* [The problem] Below are records; please set down exactly the lines from the first through the one containing "if value.len() > MAXIMUM_STRING_PROPERTY_LENGTH".

* [Records provided]
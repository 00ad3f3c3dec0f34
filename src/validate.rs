/*
 * Copyright Bret Ambrose. All Rights Reserved.
 * SPDX-License-Identifier: Apache-2.0.
 */

//! Semantic validation of packets prior to encoding.
//!
//! The codecs in this crate will faithfully write whatever they are given; validation is the
//! layer that rejects packets whose field values violate protocol requirements that are not
//! structurally enforced by the data model itself.

use crate::error::{MqttError, MqttResult};
use crate::mqtt::*;

use log::*;

const MAXIMUM_STRING_PROPERTY_LENGTH : usize = 65535;
const MAXIMUM_BINARY_PROPERTY_LENGTH : usize = 65535;

fn validate_string_length(value: &str, packet_type: PacketType, field_name: &str) -> MqttResult<()> {
    if value.len() > MAXIMUM_STRING_PROPERTY_LENGTH {
        error!("{} Validation - {} is too long", packet_type, field_name);
        return Err(MqttError::new_packet_validation(packet_type, "string field exceeds the maximum encodable length"));
    }

    Ok(())
}

fn validate_optional_string_length(value: &Option<String>, packet_type: PacketType, field_name: &str) -> MqttResult<()> {
    if let Some(value) = value {
        return validate_string_length(value, packet_type, field_name);
    }

    Ok(())
}

fn validate_optional_binary_length(value: &Option<Vec<u8>>, packet_type: PacketType, field_name: &str) -> MqttResult<()> {
    if let Some(value) = value {
        if value.len() > MAXIMUM_BINARY_PROPERTY_LENGTH {
            error!("{} Validation - {} is too long", packet_type, field_name);
            return Err(MqttError::new_packet_validation(packet_type, "binary field exceeds the maximum encodable length"));
        }
    }

    Ok(())
}

fn validate_user_properties(properties: &Option<Vec<UserProperty>>, packet_type: PacketType) -> MqttResult<()> {
    if let Some(properties) = properties {
        for property in properties {
            validate_string_length(&property.name, packet_type, "user property name")?;
            validate_string_length(&property.value, packet_type, "user property value")?;
        }
    }

    Ok(())
}

fn validate_nonzero_packet_id(packet_id: u16, packet_type: PacketType) -> MqttResult<()> {
    if packet_id == 0 {
        error!("{} Validation - packet id may not be zero", packet_type);
        return Err(MqttError::new_packet_validation(packet_type, "packet id may not be zero"));
    }

    Ok(())
}

fn validate_connect_packet(packet: &ConnectPacket) -> MqttResult<()> {
    let packet_type = PacketType::Connect;

    validate_optional_string_length(&packet.client_id, packet_type, "client_id")?;
    validate_optional_string_length(&packet.username, packet_type, "username")?;
    validate_optional_binary_length(&packet.password, packet_type, "password")?;
    validate_optional_string_length(&packet.authentication_method, packet_type, "authentication_method")?;
    validate_optional_binary_length(&packet.authentication_data, packet_type, "authentication_data")?;
    validate_user_properties(&packet.user_properties, packet_type)?;

    if packet.receive_maximum == Some(0) {
        error!("ConnectPacket Validation - receive_maximum may not be zero");
        return Err(MqttError::new_packet_validation(packet_type, "receive_maximum may not be zero"));
    }

    if packet.maximum_packet_size_bytes == Some(0) {
        error!("ConnectPacket Validation - maximum_packet_size_bytes may not be zero");
        return Err(MqttError::new_packet_validation(packet_type, "maximum_packet_size_bytes may not be zero"));
    }

    if packet.authentication_data.is_some() && packet.authentication_method.is_none() {
        error!("ConnectPacket Validation - authentication_data requires authentication_method");
        return Err(MqttError::new_packet_validation(packet_type, "authentication_data requires authentication_method"));
    }

    if let Some(will) = &packet.will {
        if will.topic.is_empty() {
            error!("ConnectPacket Validation - will topic may not be empty");
            return Err(MqttError::new_packet_validation(packet_type, "will topic may not be empty"));
        }

        validate_string_length(&will.topic, packet_type, "will topic")?;
        validate_optional_string_length(&will.response_topic, packet_type, "will response_topic")?;
        validate_optional_string_length(&will.content_type, packet_type, "will content_type")?;
        validate_optional_binary_length(&will.correlation_data, packet_type, "will correlation_data")?;
        validate_user_properties(&will.user_properties, packet_type)?;
    }

    Ok(())
}

fn validate_connack_packet(packet: &ConnackPacket) -> MqttResult<()> {
    let packet_type = PacketType::Connack;

    validate_optional_string_length(&packet.assigned_client_identifier, packet_type, "assigned_client_identifier")?;
    validate_optional_string_length(&packet.reason_string, packet_type, "reason_string")?;
    validate_optional_string_length(&packet.response_information, packet_type, "response_information")?;
    validate_optional_string_length(&packet.server_reference, packet_type, "server_reference")?;
    validate_optional_string_length(&packet.authentication_method, packet_type, "authentication_method")?;
    validate_optional_binary_length(&packet.authentication_data, packet_type, "authentication_data")?;
    validate_user_properties(&packet.user_properties, packet_type)?;

    if packet.receive_maximum == Some(0) {
        error!("ConnackPacket Validation - receive_maximum may not be zero");
        return Err(MqttError::new_packet_validation(packet_type, "receive_maximum may not be zero"));
    }

    if packet.maximum_packet_size_bytes == Some(0) {
        error!("ConnackPacket Validation - maximum_packet_size_bytes may not be zero");
        return Err(MqttError::new_packet_validation(packet_type, "maximum_packet_size_bytes may not be zero"));
    }

    Ok(())
}

fn validate_publish_packet(packet: &PublishPacket) -> MqttResult<()> {
    let packet_type = PacketType::Publish;

    if packet.qos == QualityOfService::AtMostOnce {
        if packet.packet_id != 0 {
            error!("PublishPacket Validation - QoS 0 publishes may not carry a packet id");
            return Err(MqttError::new_packet_validation(packet_type, "QoS 0 publishes may not carry a packet id"));
        }
    } else {
        validate_nonzero_packet_id(packet.packet_id, packet_type)?;
    }

    validate_string_length(&packet.topic, packet_type, "topic")?;
    validate_optional_string_length(&packet.response_topic, packet_type, "response_topic")?;
    validate_optional_string_length(&packet.content_type, packet_type, "content_type")?;
    validate_optional_binary_length(&packet.correlation_data, packet_type, "correlation_data")?;
    validate_user_properties(&packet.user_properties, packet_type)?;

    if let Some(response_topic) = &packet.response_topic {
        if response_topic.contains(['#', '+']) {
            error!("PublishPacket Validation - response_topic may not contain wildcards");
            return Err(MqttError::new_packet_validation(packet_type, "response_topic may not contain wildcards"));
        }
    }

    Ok(())
}

fn validate_subscribe_packet(packet: &SubscribePacket) -> MqttResult<()> {
    let packet_type = PacketType::Subscribe;

    validate_nonzero_packet_id(packet.packet_id, packet_type)?;
    validate_user_properties(&packet.user_properties, packet_type)?;

    if packet.subscriptions.is_empty() {
        error!("SubscribePacket Validation - subscription list may not be empty");
        return Err(MqttError::new_packet_validation(packet_type, "subscription list may not be empty"));
    }

    if packet.subscription_identifier == Some(0) {
        error!("SubscribePacket Validation - subscription_identifier may not be zero");
        return Err(MqttError::new_packet_validation(packet_type, "subscription_identifier may not be zero"));
    }

    for subscription in &packet.subscriptions {
        if subscription.topic_filter.is_empty() {
            error!("SubscribePacket Validation - topic filter may not be empty");
            return Err(MqttError::new_packet_validation(packet_type, "topic filter may not be empty"));
        }

        validate_string_length(&subscription.topic_filter, packet_type, "topic_filter")?;
    }

    Ok(())
}

fn validate_unsubscribe_packet(packet: &UnsubscribePacket) -> MqttResult<()> {
    let packet_type = PacketType::Unsubscribe;

    validate_nonzero_packet_id(packet.packet_id, packet_type)?;
    validate_user_properties(&packet.user_properties, packet_type)?;

    if packet.topic_filters.is_empty() {
        error!("UnsubscribePacket Validation - topic filter list may not be empty");
        return Err(MqttError::new_packet_validation(packet_type, "topic filter list may not be empty"));
    }

    for topic_filter in &packet.topic_filters {
        if topic_filter.is_empty() {
            error!("UnsubscribePacket Validation - topic filter may not be empty");
            return Err(MqttError::new_packet_validation(packet_type, "topic filter may not be empty"));
        }

        validate_string_length(topic_filter, packet_type, "topic_filter")?;
    }

    Ok(())
}

fn validate_suback_packet(packet: &SubackPacket) -> MqttResult<()> {
    let packet_type = PacketType::Suback;

    validate_nonzero_packet_id(packet.packet_id, packet_type)?;
    validate_optional_string_length(&packet.reason_string, packet_type, "reason_string")?;
    validate_user_properties(&packet.user_properties, packet_type)?;

    if packet.reason_codes.is_empty() {
        error!("SubackPacket Validation - reason code list may not be empty");
        return Err(MqttError::new_packet_validation(packet_type, "reason code list may not be empty"));
    }

    Ok(())
}

fn validate_unsuback_packet(packet: &UnsubackPacket) -> MqttResult<()> {
    let packet_type = PacketType::Unsuback;

    validate_nonzero_packet_id(packet.packet_id, packet_type)?;
    validate_optional_string_length(&packet.reason_string, packet_type, "reason_string")?;
    validate_user_properties(&packet.user_properties, packet_type)?;

    if packet.reason_codes.is_empty() {
        error!("UnsubackPacket Validation - reason code list may not be empty");
        return Err(MqttError::new_packet_validation(packet_type, "reason code list may not be empty"));
    }

    Ok(())
}

fn validate_disconnect_packet(packet: &DisconnectPacket) -> MqttResult<()> {
    let packet_type = PacketType::Disconnect;

    validate_optional_string_length(&packet.reason_string, packet_type, "reason_string")?;
    validate_optional_string_length(&packet.server_reference, packet_type, "server_reference")?;
    validate_user_properties(&packet.user_properties, packet_type)?;

    Ok(())
}

fn validate_auth_packet(packet: &AuthPacket) -> MqttResult<()> {
    let packet_type = PacketType::Auth;

    validate_optional_string_length(&packet.authentication_method, packet_type, "authentication_method")?;
    validate_optional_binary_length(&packet.authentication_data, packet_type, "authentication_data")?;
    validate_optional_string_length(&packet.reason_string, packet_type, "reason_string")?;
    validate_user_properties(&packet.user_properties, packet_type)?;

    Ok(())
}

/// Checks a packet's field values against protocol requirements that are independent of any
/// particular connection's negotiated settings.
pub fn validate_packet(packet: &MqttPacket) -> MqttResult<()> {
    match packet {
        MqttPacket::Connect(connect) => { validate_connect_packet(connect) }
        MqttPacket::Connack(connack) => { validate_connack_packet(connack) }
        MqttPacket::Publish(publish) => { validate_publish_packet(publish) }
        MqttPacket::Puback(puback) => {
            validate_nonzero_packet_id(puback.packet_id, PacketType::Puback)?;
            validate_optional_string_length(&puback.reason_string, PacketType::Puback, "reason_string")?;
            validate_user_properties(&puback.user_properties, PacketType::Puback)
        }
        MqttPacket::Pubrec(pubrec) => {
            validate_nonzero_packet_id(pubrec.packet_id, PacketType::Pubrec)?;
            validate_optional_string_length(&pubrec.reason_string, PacketType::Pubrec, "reason_string")?;
            validate_user_properties(&pubrec.user_properties, PacketType::Pubrec)
        }
        MqttPacket::Pubrel(pubrel) => {
            validate_nonzero_packet_id(pubrel.packet_id, PacketType::Pubrel)?;
            validate_optional_string_length(&pubrel.reason_string, PacketType::Pubrel, "reason_string")?;
            validate_user_properties(&pubrel.user_properties, PacketType::Pubrel)
        }
        MqttPacket::Pubcomp(pubcomp) => {
            validate_nonzero_packet_id(pubcomp.packet_id, PacketType::Pubcomp)?;
            validate_optional_string_length(&pubcomp.reason_string, PacketType::Pubcomp, "reason_string")?;
            validate_user_properties(&pubcomp.user_properties, PacketType::Pubcomp)
        }
        MqttPacket::Subscribe(subscribe) => { validate_subscribe_packet(subscribe) }
        MqttPacket::Suback(suback) => { validate_suback_packet(suback) }
        MqttPacket::Unsubscribe(unsubscribe) => { validate_unsubscribe_packet(unsubscribe) }
        MqttPacket::Unsuback(unsuback) => { validate_unsuback_packet(unsuback) }
        MqttPacket::Pingreq(_) | MqttPacket::Pingresp(_) => { Ok(()) }
        MqttPacket::Disconnect(disconnect) => { validate_disconnect_packet(disconnect) }
        MqttPacket::Auth(auth) => { validate_auth_packet(auth) }
    }
}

* [Solution for this problem]
repository 00ad3f3c3dec0f34
filename src/validate.rs
/*
 * Copyright Bret Ambrose. All Rights Reserved.
 * SPDX-License-Identifier: Apache-2.0.
 */

//! Semantic validation of packets prior to encoding.
//!
//! The codecs in this crate will faithfully write whatever they are given; validation is the
//! layer that rejects packets whose field values violate protocol requirements that are not
//! structurally enforced by the data model itself.

use crate::error::{MqttError, MqttResult};
use crate::mqtt::*;

use log::*;

const MAXIMUM_STRING_PROPERTY_LENGTH : usize = 65535;
const MAXIMUM_BINARY_PROPERTY_LENGTH : usize = 65535;

fn validate_string_length(value: &str, packet_type: PacketType, field_name: &str) -> MqttResult<()> {
    if value.len() > MAXIMUM_STRING_PROPERTY_LENGTH {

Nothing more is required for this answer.